• [Task input]:
:::::

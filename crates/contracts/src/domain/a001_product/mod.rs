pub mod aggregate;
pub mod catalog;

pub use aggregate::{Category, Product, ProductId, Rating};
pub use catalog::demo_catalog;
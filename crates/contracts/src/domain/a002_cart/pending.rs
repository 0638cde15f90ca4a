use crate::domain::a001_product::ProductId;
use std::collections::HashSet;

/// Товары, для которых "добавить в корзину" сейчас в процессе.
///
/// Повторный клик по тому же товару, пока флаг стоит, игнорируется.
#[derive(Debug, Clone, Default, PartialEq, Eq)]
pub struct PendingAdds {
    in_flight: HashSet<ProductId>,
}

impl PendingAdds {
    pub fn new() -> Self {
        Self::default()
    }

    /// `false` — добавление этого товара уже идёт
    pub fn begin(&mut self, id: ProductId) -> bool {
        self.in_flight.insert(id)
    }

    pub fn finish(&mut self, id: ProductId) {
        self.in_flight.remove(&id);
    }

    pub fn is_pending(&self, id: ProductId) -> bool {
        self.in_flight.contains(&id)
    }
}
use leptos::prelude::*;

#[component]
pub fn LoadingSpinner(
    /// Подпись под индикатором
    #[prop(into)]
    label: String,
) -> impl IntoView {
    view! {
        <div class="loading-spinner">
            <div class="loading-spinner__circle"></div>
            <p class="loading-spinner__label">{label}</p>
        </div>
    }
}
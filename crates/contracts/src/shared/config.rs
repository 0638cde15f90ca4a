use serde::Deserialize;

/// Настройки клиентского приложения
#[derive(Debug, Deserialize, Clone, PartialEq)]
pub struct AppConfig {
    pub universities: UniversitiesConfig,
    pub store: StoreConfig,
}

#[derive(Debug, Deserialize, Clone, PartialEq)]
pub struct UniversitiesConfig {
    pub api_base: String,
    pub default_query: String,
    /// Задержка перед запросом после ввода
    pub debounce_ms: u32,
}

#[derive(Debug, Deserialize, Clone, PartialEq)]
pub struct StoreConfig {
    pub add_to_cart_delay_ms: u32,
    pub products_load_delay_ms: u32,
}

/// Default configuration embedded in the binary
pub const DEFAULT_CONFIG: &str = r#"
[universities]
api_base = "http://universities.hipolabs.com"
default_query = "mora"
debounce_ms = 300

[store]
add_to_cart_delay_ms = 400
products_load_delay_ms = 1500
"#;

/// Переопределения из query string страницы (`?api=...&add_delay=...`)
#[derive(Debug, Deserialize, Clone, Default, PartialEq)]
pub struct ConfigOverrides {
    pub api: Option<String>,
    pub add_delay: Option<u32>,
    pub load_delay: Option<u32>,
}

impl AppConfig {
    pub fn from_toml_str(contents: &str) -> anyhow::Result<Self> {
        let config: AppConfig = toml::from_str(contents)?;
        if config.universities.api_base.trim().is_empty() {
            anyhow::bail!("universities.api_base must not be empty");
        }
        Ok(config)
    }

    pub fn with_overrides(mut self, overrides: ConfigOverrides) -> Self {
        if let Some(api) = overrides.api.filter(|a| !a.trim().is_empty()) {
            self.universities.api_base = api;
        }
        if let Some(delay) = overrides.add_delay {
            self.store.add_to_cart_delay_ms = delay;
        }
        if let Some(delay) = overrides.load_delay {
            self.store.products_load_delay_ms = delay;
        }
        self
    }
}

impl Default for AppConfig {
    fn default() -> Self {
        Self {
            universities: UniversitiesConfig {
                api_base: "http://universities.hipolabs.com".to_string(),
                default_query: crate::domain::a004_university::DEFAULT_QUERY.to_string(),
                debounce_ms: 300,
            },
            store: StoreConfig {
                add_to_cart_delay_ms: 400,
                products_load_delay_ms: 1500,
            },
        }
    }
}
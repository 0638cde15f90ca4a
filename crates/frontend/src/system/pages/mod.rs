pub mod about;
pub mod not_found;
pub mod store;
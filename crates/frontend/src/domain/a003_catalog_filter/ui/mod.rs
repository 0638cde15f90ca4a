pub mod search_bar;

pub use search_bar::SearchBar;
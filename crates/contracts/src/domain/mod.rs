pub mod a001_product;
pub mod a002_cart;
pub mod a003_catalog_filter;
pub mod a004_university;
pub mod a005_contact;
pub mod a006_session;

:::::

• [Your assignment]: Repeat exactly, and only, the lines from the one containing "filename crates/frontend/src/system/pages/mod.rs" through the end of the material.

• [Exercise result]:
filename crates/frontend/src/system/pages/mod.rs
pub mod about;
pub mod not_found;
pub mod store;
filename crates/frontend/src/domain/a003_catalog_filter/ui/mod.rs
repository 0638cde15f90ca4a
pub mod search_bar;

pub use search_bar::SearchBar;
filename crates/contracts/src/domain/mod.rs
pub mod a001_product;
pub mod a002_cart;
pub mod a003_catalog_filter;
pub mod a004_university;
pub mod a005_contact;
pub mod a006_session;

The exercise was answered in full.